Fees do not include any taxes, levies, duties, export or import fees, or other governmental assessments of any nature, including but not limited to value-added sales, use or withholding taxes, imposed or assessed by any jurisdiction (collectively, “Taxes”). You are responsible for the payment of all applicable Taxes (other than Taxes assessable against us based on our income, property, franchise or employment) associated with your subscription to the Service. You agree to cooperate with us and provide us with timely and accurate information as may be required for the calculation and withholding of applicable Taxes. If we have a legal obligation to collect and remit Taxes for which you are responsible, we will invoice you and you will pay us that amount unless you provide us with a valid tax exemption certificate authorized by the appropriate taxing authority.
In providing the services under this Agreement it is expressly agreed that Dover is acting as an independent service provider and not as an employee. Dover and Customer acknowledge that this Agreement does not create a partnership or joint venture between them and is exclusively a contract for services.
Dover agrees to indemnify and hold harmless Customer and its directors, officers and employees from and against all taxes, losses, damages, and liabilities, arising from (i) any act of gross negligence, recklessness or intentionally wrongful act of Dover’s assistants, employees or agents, (ii) any material breach by Dover or Dover’s assistants, employees or agents of any of the covenants contained in this Agreement.

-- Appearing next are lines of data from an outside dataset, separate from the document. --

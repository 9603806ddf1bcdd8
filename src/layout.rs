//! Per-device zone geometry: zone counts, ring placement, and rotation
//! semantics.
//!
//! Every supported handheld is described by a static [`Layout`]: an ordered
//! list of zones (array index, owning group, polar placement) plus the named
//! groups with their centers and optional rotation tables. The layout is the
//! single source of truth for translating a zone index into a canvas
//! position and back.
//!
//! # Coordinate convention
//!
//! Screen space throughout: the canvas origin is top-left, `+x` points
//! right, `+y` points down. Angle 0 points right and angles grow clockwise,
//! so the top of a ring sits at 270. `position_of` and `hit_test` share this
//! convention; mixing conventions between the two is exactly the
//! click-to-zone mismatch this module exists to prevent.
//!
//! # Rotation rule
//!
//! A group participates in [`rotate`] iff it carries a rotation table whose
//! length equals its member count. Tables are defined for 4-member rings and
//! as a degenerate swap for 2-member groups (clockwise equals
//! counter-clockwise there). Zones in table-less groups (center buttons) are
//! carried over unchanged. A table whose length does not match the group is
//! a layout construction bug, caught by [`validate`] and the unit tests.

use serde::{Deserialize, Serialize};
use tracing::warn;

use crate::color::Rgb;
use crate::error::{LightError, Result};

/// Default hit-test radius in canvas units.
pub const HIT_RADIUS: f32 = 30.0;

/// Supported handheld device categories.
#[derive(Debug, Clone, Copy, PartialEq, Eq, Hash, Serialize, Deserialize)]
#[serde(rename_all = "snake_case")]
pub enum DeviceKind {
    /// Legion Go: two 4-zone joystick rings.
    LegionGo,
    /// ROG Ally: two 2-zone joystick halves.
    RogAlly,
    /// MSI Claw: two 4-zone rings plus a center button zone.
    MsiClaw,
}

impl DeviceKind {
    /// Number of independently colorable zones.
    pub const fn zone_count(self) -> usize {
        match self {
            Self::LegionGo => 8,
            Self::RogAlly => 4,
            Self::MsiClaw => 9,
        }
    }

    /// Upper bound on keyframes per timeline for this category.
    pub const fn max_keyframes(self) -> usize {
        match self {
            Self::LegionGo | Self::RogAlly | Self::MsiClaw => 8,
        }
    }

    /// Human-readable name.
    pub const fn display_name(self) -> &'static str {
        match self {
            Self::LegionGo => "Legion Go",
            Self::RogAlly => "ROG Ally",
            Self::MsiClaw => "MSI Claw",
        }
    }

    /// Identifier used in capability strings and on-disk preset files.
    pub const fn id(self) -> &'static str {
        match self {
            Self::LegionGo => "legion_go",
            Self::RogAlly => "rog_ally",
            Self::MsiClaw => "msi_claw",
        }
    }

    /// Map a capability string to a device kind.
    ///
    /// Unknown identifiers fall back to the Legion Go layout so an
    /// unrecognized device still gets a usable editor instead of silent
    /// corruption; the fallback is logged.
    pub fn from_capability(id: &str) -> Self {
        match id {
            "legion_go" | "legion-go" => Self::LegionGo,
            "rog_ally" | "rog-ally" => Self::RogAlly,
            "msi_claw" | "msi-claw" => Self::MsiClaw,
            other => {
                warn!(device = %other, "Unknown device id, falling back to Legion Go layout");
                Self::LegionGo
            }
        }
    }
}

/// One LED zone: its slot in the per-frame color array and its placement.
#[derive(Debug, Clone, Copy)]
pub struct Zone {
    /// Position in the keyframe color array.
    pub index: usize,
    /// Owning group name.
    pub group: &'static str,
    /// Degrees, screen convention (0 = right, 90 = bottom).
    pub angle: f32,
    /// Distance from the group center, as a fraction of `min(width, height)`.
    pub radius: f32,
    /// Short label for overlays.
    pub label: &'static str,
}

/// Rotation permutation for a group.
///
/// Entries are destination zone-array indices, one per group member in
/// layout order: applying `clockwise` moves the color at member position
/// `i` to zone `clockwise[i]`.
#[derive(Debug, Clone, Copy)]
pub struct Rotation {
    pub clockwise: &'static [usize],
    pub counter_clockwise: &'static [usize],
}

/// A named circular group of zones.
#[derive(Debug, Clone, Copy)]
pub struct Group {
    pub name: &'static str,
    /// Center as fractions of the canvas (x of width, y of height).
    pub center: (f32, f32),
    pub rotation: Option<Rotation>,
}

/// Complete geometry for one device category.
#[derive(Debug, Clone, Copy)]
pub struct Layout {
    pub device: DeviceKind,
    pub zones: &'static [Zone],
    pub groups: &'static [Group],
}

const LEGION_GO: Layout = Layout {
    device: DeviceKind::LegionGo,
    zones: &[
        Zone { index: 0, group: "left_stick", angle: 270.0, radius: 0.16, label: "L1" },
        Zone { index: 1, group: "left_stick", angle: 0.0, radius: 0.16, label: "L2" },
        Zone { index: 2, group: "left_stick", angle: 90.0, radius: 0.16, label: "L3" },
        Zone { index: 3, group: "left_stick", angle: 180.0, radius: 0.16, label: "L4" },
        Zone { index: 4, group: "right_stick", angle: 270.0, radius: 0.16, label: "R1" },
        Zone { index: 5, group: "right_stick", angle: 0.0, radius: 0.16, label: "R2" },
        Zone { index: 6, group: "right_stick", angle: 90.0, radius: 0.16, label: "R3" },
        Zone { index: 7, group: "right_stick", angle: 180.0, radius: 0.16, label: "R4" },
    ],
    groups: &[
        Group {
            name: "left_stick",
            center: (0.27, 0.52),
            rotation: Some(Rotation {
                clockwise: &[1, 2, 3, 0],
                counter_clockwise: &[3, 0, 1, 2],
            }),
        },
        Group {
            name: "right_stick",
            center: (0.73, 0.52),
            rotation: Some(Rotation {
                clockwise: &[5, 6, 7, 4],
                counter_clockwise: &[7, 4, 5, 6],
            }),
        },
    ],
};

const ROG_ALLY: Layout = Layout {
    device: DeviceKind::RogAlly,
    zones: &[
        Zone { index: 0, group: "left_stick", angle: 270.0, radius: 0.16, label: "L1" },
        Zone { index: 1, group: "left_stick", angle: 90.0, radius: 0.16, label: "L2" },
        Zone { index: 2, group: "right_stick", angle: 270.0, radius: 0.16, label: "R1" },
        Zone { index: 3, group: "right_stick", angle: 90.0, radius: 0.16, label: "R2" },
    ],
    groups: &[
        // Two-member rings rotate by swapping; the swap is its own inverse,
        // so both directions share the table.
        Group {
            name: "left_stick",
            center: (0.27, 0.52),
            rotation: Some(Rotation {
                clockwise: &[1, 0],
                counter_clockwise: &[1, 0],
            }),
        },
        Group {
            name: "right_stick",
            center: (0.73, 0.52),
            rotation: Some(Rotation {
                clockwise: &[3, 2],
                counter_clockwise: &[3, 2],
            }),
        },
    ],
};

const MSI_CLAW: Layout = Layout {
    device: DeviceKind::MsiClaw,
    zones: &[
        Zone { index: 0, group: "left_stick", angle: 270.0, radius: 0.16, label: "L1" },
        Zone { index: 1, group: "left_stick", angle: 0.0, radius: 0.16, label: "L2" },
        Zone { index: 2, group: "left_stick", angle: 90.0, radius: 0.16, label: "L3" },
        Zone { index: 3, group: "left_stick", angle: 180.0, radius: 0.16, label: "L4" },
        Zone { index: 4, group: "right_stick", angle: 270.0, radius: 0.16, label: "R1" },
        Zone { index: 5, group: "right_stick", angle: 0.0, radius: 0.16, label: "R2" },
        Zone { index: 6, group: "right_stick", angle: 90.0, radius: 0.16, label: "R3" },
        Zone { index: 7, group: "right_stick", angle: 180.0, radius: 0.16, label: "R4" },
        Zone { index: 8, group: "center", angle: 0.0, radius: 0.0, label: "C" },
    ],
    groups: &[
        Group {
            name: "left_stick",
            center: (0.27, 0.52),
            rotation: Some(Rotation {
                clockwise: &[1, 2, 3, 0],
                counter_clockwise: &[3, 0, 1, 2],
            }),
        },
        Group {
            name: "right_stick",
            center: (0.73, 0.52),
            rotation: Some(Rotation {
                clockwise: &[5, 6, 7, 4],
                counter_clockwise: &[7, 4, 5, 6],
            }),
        },
        Group {
            name: "center",
            center: (0.5, 0.42),
            rotation: None,
        },
    ],
};

/// Look up the layout for a device category.
pub const fn layout_for(device: DeviceKind) -> &'static Layout {
    match device {
        DeviceKind::LegionGo => &LEGION_GO,
        DeviceKind::RogAlly => &ROG_ALLY,
        DeviceKind::MsiClaw => &MSI_CLAW,
    }
}

impl Layout {
    /// Zone-array indices belonging to `group`, in layout order.
    pub fn members(&self, group: &str) -> Vec<usize> {
        self.zones
            .iter()
            .filter(|z| z.group == group)
            .map(|z| z.index)
            .collect()
    }

    /// Find the group a zone belongs to.
    pub fn group_of(&self, zone_index: usize) -> Option<&Group> {
        let zone = self.zones.iter().find(|z| z.index == zone_index)?;
        self.groups.iter().find(|g| g.name == zone.group)
    }
}

/// Check structural invariants of a layout.
///
/// Zone indices must be a permutation of `0..N`, every zone's group must
/// exist, and every rotation table must be a permutation of its group's
/// members with matching length.
pub fn validate(layout: &Layout) -> Result<()> {
    let n = layout.zones.len();
    if n != layout.device.zone_count() {
        return Err(LightError::ZoneCountMismatch {
            expected: layout.device.zone_count(),
            actual: n,
        });
    }

    let mut seen = vec![false; n];
    for zone in layout.zones {
        if zone.index >= n || seen[zone.index] {
            return Err(LightError::InvalidZone {
                index: zone.index,
                count: n,
            });
        }
        seen[zone.index] = true;
        if !layout.groups.iter().any(|g| g.name == zone.group) {
            return Err(LightError::Other(format!(
                "zone {} references unknown group '{}'",
                zone.index, zone.group
            )));
        }
    }

    for group in layout.groups {
        let members = layout.members(group.name);
        if let Some(rotation) = &group.rotation {
            for table in [rotation.clockwise, rotation.counter_clockwise] {
                if table.len() != members.len() {
                    return Err(LightError::Other(format!(
                        "rotation table for '{}' has {} entries, group has {} members",
                        group.name,
                        table.len(),
                        members.len()
                    )));
                }
                let mut sorted: Vec<usize> = table.to_vec();
                sorted.sort_unstable();
                let mut expected = members.clone();
                expected.sort_unstable();
                if sorted != expected {
                    return Err(LightError::Other(format!(
                        "rotation table for '{}' is not a permutation of its members",
                        group.name
                    )));
                }
            }
        }
    }

    Ok(())
}

/// Rotate the zone colors of one frame by a single step.
///
/// Every group with a rotation table gets its permutation applied; zones in
/// table-less groups keep their color. The input frame length must match
/// the layout's zone count.
pub fn rotate(frame: &[Rgb], clockwise: bool, layout: &Layout) -> Result<Vec<Rgb>> {
    if frame.len() != layout.zones.len() {
        return Err(LightError::ZoneCountMismatch {
            expected: layout.zones.len(),
            actual: frame.len(),
        });
    }

    let mut rotated = frame.to_vec();
    for group in layout.groups {
        let Some(rotation) = &group.rotation else {
            continue;
        };
        let members = layout.members(group.name);
        let table = if clockwise {
            rotation.clockwise
        } else {
            rotation.counter_clockwise
        };
        debug_assert_eq!(table.len(), members.len(), "rotation table size mismatch");
        for (position, &source_zone) in members.iter().enumerate() {
            rotated[table[position]] = frame[source_zone];
        }
    }
    Ok(rotated)
}

/// Canvas position of a zone's LED marker.
pub fn position_of(zone_index: usize, layout: &Layout, canvas: (f32, f32)) -> Result<(f32, f32)> {
    let zone = layout
        .zones
        .iter()
        .find(|z| z.index == zone_index)
        .ok_or(LightError::InvalidZone {
            index: zone_index,
            count: layout.zones.len(),
        })?;
    let group = layout
        .group_of(zone_index)
        .ok_or_else(|| LightError::Other(format!("zone {zone_index} has no group")))?;

    let (w, h) = canvas;
    let scale = w.min(h);
    let theta = zone.angle.to_radians();
    let x = group.center.0 * w + zone.radius * scale * theta.cos();
    let y = group.center.1 * h + zone.radius * scale * theta.sin();
    Ok((x, y))
}

/// Nearest zone within `radius` of `point`, or `None`.
///
/// Ties are broken by layout order: the first zone at the minimal distance
/// wins, deterministically.
pub fn hit_test(
    point: (f32, f32),
    layout: &Layout,
    canvas: (f32, f32),
    radius: f32,
) -> Option<usize> {
    let mut best: Option<(f32, usize)> = None;
    for zone in layout.zones {
        let Ok((x, y)) = position_of(zone.index, layout, canvas) else {
            continue;
        };
        let dist = ((point.0 - x).powi(2) + (point.1 - y).powi(2)).sqrt();
        if dist <= radius && best.is_none_or(|(d, _)| dist < d) {
            best = Some((dist, zone.index));
        }
    }
    best.map(|(_, index)| index)
}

The Customer agrees to defend, indemnify and hold harmless Dover, including its directors, officers and employees from and against all claims, damages, losses and external expenses (including reasonable attorneys’ fees) arising out of any claim by any third party to the extent such claim is based on or related to: your use of the Software or Service in violation of these Terms, or other than in accordance with any advice, training, materials or resources, or implementation services provided by us in connection with the Service; your Customer Content; or your violation of applicable law or the rights of any third party.
The parties agree that all controversies, claims or disputes with anyone (including Customer and any employee, officer, director, shareholder or benefit plan of Customer) arising out of, relating to or resulting from Dover’s performance of the services under this Agreement or the termination of this Agreement, including but not limited to any material breach of this Agreement, shall be subject to binding arbitration. Customer may not under any circumstances commence or maintain against Dover any class action, class arbitration, or other representative action or proceeding. While arbitration is a faster, less costly, and less publicized avenue for resolving disputes, you should know that in agreeing to arbitration, you are waiving your right to a trial by jury. Such arbitration shall be conducted in accordance with procedures established by the American Arbitration Association. The decision of the arbitrator(s) shall be final and binding on the parties. Judgment on any arbitration award may be entered in accordance with the provisions of the Uniform Arbitration Act and pursuant to the laws of the State of California (the “Rules”).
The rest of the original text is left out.